Stored data:
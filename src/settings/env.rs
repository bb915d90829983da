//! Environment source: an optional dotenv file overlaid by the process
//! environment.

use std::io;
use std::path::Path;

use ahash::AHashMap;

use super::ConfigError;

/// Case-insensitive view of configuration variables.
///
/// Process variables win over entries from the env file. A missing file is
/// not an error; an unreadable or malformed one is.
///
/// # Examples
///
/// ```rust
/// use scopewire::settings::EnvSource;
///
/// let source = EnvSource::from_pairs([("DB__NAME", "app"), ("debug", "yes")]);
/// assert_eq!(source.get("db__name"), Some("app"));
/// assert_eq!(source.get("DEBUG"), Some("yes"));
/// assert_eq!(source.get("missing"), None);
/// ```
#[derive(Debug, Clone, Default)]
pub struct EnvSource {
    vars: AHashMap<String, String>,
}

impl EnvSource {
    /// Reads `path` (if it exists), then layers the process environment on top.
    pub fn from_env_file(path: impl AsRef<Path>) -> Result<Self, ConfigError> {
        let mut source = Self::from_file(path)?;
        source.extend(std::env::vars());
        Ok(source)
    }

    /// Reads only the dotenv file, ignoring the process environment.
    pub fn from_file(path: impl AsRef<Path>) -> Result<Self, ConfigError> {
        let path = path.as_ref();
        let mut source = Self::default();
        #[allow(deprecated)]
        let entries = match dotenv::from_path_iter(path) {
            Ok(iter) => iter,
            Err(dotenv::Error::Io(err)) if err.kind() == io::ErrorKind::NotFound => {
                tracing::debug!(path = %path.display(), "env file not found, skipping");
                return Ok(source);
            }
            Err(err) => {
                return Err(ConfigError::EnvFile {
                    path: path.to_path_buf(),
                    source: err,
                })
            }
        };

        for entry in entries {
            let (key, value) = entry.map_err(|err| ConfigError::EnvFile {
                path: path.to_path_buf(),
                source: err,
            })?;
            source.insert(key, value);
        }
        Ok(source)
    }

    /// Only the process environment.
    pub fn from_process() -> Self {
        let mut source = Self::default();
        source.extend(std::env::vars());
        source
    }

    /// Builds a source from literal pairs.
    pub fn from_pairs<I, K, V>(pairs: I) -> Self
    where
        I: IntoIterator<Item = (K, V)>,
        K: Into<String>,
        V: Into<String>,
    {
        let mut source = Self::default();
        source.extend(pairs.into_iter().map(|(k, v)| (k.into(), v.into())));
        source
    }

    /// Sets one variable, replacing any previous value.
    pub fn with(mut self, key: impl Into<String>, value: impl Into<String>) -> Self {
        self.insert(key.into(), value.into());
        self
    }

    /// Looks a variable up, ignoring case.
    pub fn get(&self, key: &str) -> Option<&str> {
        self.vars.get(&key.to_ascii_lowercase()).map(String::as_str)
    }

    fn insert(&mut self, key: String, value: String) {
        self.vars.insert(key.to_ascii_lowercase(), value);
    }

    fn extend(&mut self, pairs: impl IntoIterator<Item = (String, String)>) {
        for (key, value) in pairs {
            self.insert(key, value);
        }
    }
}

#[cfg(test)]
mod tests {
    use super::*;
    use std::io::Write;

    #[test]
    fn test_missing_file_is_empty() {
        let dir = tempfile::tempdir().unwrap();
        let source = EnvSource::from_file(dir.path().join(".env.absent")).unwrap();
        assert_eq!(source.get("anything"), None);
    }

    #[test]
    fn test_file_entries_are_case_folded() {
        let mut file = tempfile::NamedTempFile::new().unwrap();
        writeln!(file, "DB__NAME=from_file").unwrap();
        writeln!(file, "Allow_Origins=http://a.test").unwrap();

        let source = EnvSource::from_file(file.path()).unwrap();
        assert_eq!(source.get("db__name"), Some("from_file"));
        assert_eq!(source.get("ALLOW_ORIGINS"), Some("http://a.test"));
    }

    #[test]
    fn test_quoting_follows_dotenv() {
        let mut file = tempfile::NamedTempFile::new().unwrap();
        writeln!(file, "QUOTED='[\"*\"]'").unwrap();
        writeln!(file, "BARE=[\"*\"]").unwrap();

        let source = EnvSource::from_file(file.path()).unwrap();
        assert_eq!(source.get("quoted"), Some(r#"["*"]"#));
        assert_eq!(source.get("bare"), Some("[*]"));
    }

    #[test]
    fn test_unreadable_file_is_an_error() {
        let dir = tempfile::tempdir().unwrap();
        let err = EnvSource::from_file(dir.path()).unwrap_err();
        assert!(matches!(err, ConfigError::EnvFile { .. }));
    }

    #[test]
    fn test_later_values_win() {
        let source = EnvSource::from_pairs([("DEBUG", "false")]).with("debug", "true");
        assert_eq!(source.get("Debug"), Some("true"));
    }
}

■ **Required work**: Find the number of lines in the data above that contain "return". Please give that number alone.

■ **Finished exercise**: 2